SEE FOR ME
IFC Midnight
Reviewed for Shbockya.com & BigAppleReviews.net, linked from Rotten Tomatoes by Harvey Karten
Director: Randall Okita
Screenwriter: Adam Yorke, Tommy Gushue
Cast: Skyler Davenport, Kim Coates, Jessica Parker Kennedy, Pascal Langdale, Joe Pingue, George Tchortov, Laura Vandervoort
Screened at: Critics’ link, NYC, 11/17/21
Opens: January 7, 2021
The home-invasion thriller “See for Me” has female empowerment written all over it. For one, the principal performer, Skyler Davenport in the role of Sophie, is visually impaired. Because of a pair of strokes, she became legally blind. Then she resisted the traditional advice “learn braille and get a live-in assistant” and instead pursued an acting career. For another, her character in the film is also blind, an unusual situation since seeing actors would usually play the visually impaired. Consider Stephen Lang, for example, in the 2016 movie “Don’t Breathe” and Arthur Kennedy in the 1942 movie “Bright Victory,” a sighted actor performing in the role of a person who lost his eyesight from a German sniper bullet. John Garfield is blinded in battle in “Pride of the Marines” but saw just fine in real life. While we’re at it, how about “Hush” (2016) wherein a deaf and mute woman living in the woods is threatened with murder when a man appears at the window. The actress Kate Siegel is perfectly normal.
Now a woman with a serious disability struggles against a group of home invaders in “See For Me,” directed by Randall Okita, whose “The Lockpicker” focuses on a teenage thief seeking to escape violence. (“See for Me” is his sophomore full-length film.) His character, Sophie, played by Davenport, may lack sight but she comes across more empowered than most sighted women on the big screen, but don’t think Sophie is as pure as the snow that will likely soon fall on a secluded mansion in upstate New York. Deborah (Laura Vandervoot), a rich woman who “married for maturity, not for money” hires her as a cat sitter when she embarks on a trip, somehow thinking a blind sitter is better than a kennel. Sophie, a skier before losing her sight and giving up the sport, is watched over by a helicopter mother who is suspicious that Sophie deposited $4200 in her account after her last job. (Maybe she had to take care of a trio of pit bulls for that kind of money.) When Sophie goes outside for a breath of chilled air, she is locked out and must download an app called “See for Me,” which features phone workers who, guided by the impaired persons’ cell phones, tells them how to get around and, in this case, how to sneak back into the use using the sliding doors.

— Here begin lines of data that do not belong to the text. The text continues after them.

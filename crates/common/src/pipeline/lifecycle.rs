//! Query status lifecycle
//!
//! ```text
//! pending ──► processing ──► completed
//!                 │   ▲          │
//!                 ▼   └──────────┘ (re-run)
//!               failed ──► processing
//! ```

use crate::errors::{AppError, Result};
use serde::{Deserialize, Serialize};
use std::fmt;
use std::str::FromStr;

#[derive(Debug, Clone, Copy, Default, PartialEq, Eq, Hash, Serialize, Deserialize)]
#[serde(rename_all = "snake_case")]
pub enum QueryStatus {
    #[default]
    Pending,
    Processing,
    Completed,
    Failed,
}

impl QueryStatus {
    pub fn as_str(&self) -> &'static str {
        match self {
            Self::Pending => "pending",
            Self::Processing => "processing",
            Self::Completed => "completed",
            Self::Failed => "failed",
        }
    }

    pub fn can_transition_to(&self, next: QueryStatus) -> bool {
        use QueryStatus::*;
        matches!(
            (self, next),
            (Pending, Processing)
                | (Failed, Processing)
                | (Completed, Processing)
                | (Processing, Completed)
                | (Processing, Failed)
        )
    }

    /// Move to `next`, rejecting edges outside the lifecycle
    pub fn transition(self, next: QueryStatus) -> Result<QueryStatus> {
        if self.can_transition_to(next) {
            Ok(next)
        } else {
            Err(AppError::InvalidTransition {
                from: self.as_str().to_string(),
                to: next.as_str().to_string(),
            })
        }
    }

    pub fn begin(self) -> Result<QueryStatus> {
        self.transition(Self::Processing)
    }

    pub fn complete(self) -> Result<QueryStatus> {
        self.transition(Self::Completed)
    }

    pub fn fail(self) -> Result<QueryStatus> {
        self.transition(Self::Failed)
    }

    /// Picked up by a batch run without an explicit query
    pub fn is_batch_eligible(&self) -> bool {
        matches!(self, Self::Pending | Self::Failed)
    }
}

impl fmt::Display for QueryStatus {
    fn fmt(&self, f: &mut fmt::Formatter<'_>) -> fmt::Result {
        f.write_str(self.as_str())
    }
}

impl FromStr for QueryStatus {
    type Err = AppError;

    fn from_str(s: &str) -> Result<Self> {
        match s {
            "pending" => Ok(Self::Pending),
            "processing" => Ok(Self::Processing),
            "completed" => Ok(Self::Completed),
            "failed" => Ok(Self::Failed),
            other => Err(AppError::InvalidFormat {
                message: format!("unknown query status '{}'", other),
            }),
        }
    }
}

#[cfg(test)]
mod tests {
    use super::*;

    #[test]
    fn test_happy_path() {
        let status = QueryStatus::Pending.begin().unwrap();
        assert_eq!(status, QueryStatus::Processing);
        assert_eq!(status.complete().unwrap(), QueryStatus::Completed);
    }

    #[test]
    fn test_retry_and_rerun() {
        assert_eq!(QueryStatus::Failed.begin().unwrap(), QueryStatus::Processing);
        assert_eq!(QueryStatus::Completed.begin().unwrap(), QueryStatus::Processing);
        assert_eq!(QueryStatus::Processing.fail().unwrap(), QueryStatus::Failed);
    }

    #[test]
    fn test_invalid_transitions() {
        let err = QueryStatus::Pending.complete().unwrap_err();
        assert!(matches!(err, AppError::InvalidTransition { .. }));
        assert!(QueryStatus::Pending.fail().is_err());
        assert!(QueryStatus::Completed.fail().is_err());
        assert!(QueryStatus::Processing.begin().is_err());
        assert!(QueryStatus::Failed.transition(QueryStatus::Pending).is_err());
    }

    #[test]
    fn test_every_status_can_move_on() {
        let all = [
            QueryStatus::Pending,
            QueryStatus::Processing,
            QueryStatus::Completed,
            QueryStatus::Failed,
        ];
        for from in all {
            assert!(all.iter().any(|to| from.can_transition_to(*to)), "{} is stuck", from);
        }
    }

    #[test]
    fn test_batch_eligibility() {
        assert!(QueryStatus::Pending.is_batch_eligible());
        assert!(QueryStatus::Failed.is_batch_eligible());
        assert!(!QueryStatus::Processing.is_batch_eligible());
        assert!(!QueryStatus::Completed.is_batch_eligible());
    }

    #[test]
    fn test_parse() {
        assert_eq!("processing".parse::<QueryStatus>().unwrap(), QueryStatus::Processing);
        assert!("done".parse::<QueryStatus>().is_err());
        assert_eq!(QueryStatus::Failed.to_string(), "failed");
    }
}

She lucks out, then, with Kelly (Jessica Parker Kennedy), an army veteran, who becomes wrapped up in her client when Sophie is confronted by a trio of burglars. She wins their support by methods that should not be revealed here, since her technique is the major twist of the film.
Though there are many plot holes, starting with how she wins employment to sit for cats when so many sighted people might be better qualified, ending with a police siren in the middle of the night with no traffic, warning any perps who might be up to no good. Nonetheless, Sophie, like her performer Davenport, is not the type to play it safe with the bandits, an action that would have saved her life. Therein lies a thriller which, if you suspend disbelief, meaning just forget about how things would have really turned out, can put you on the platitudinous edge of you seat.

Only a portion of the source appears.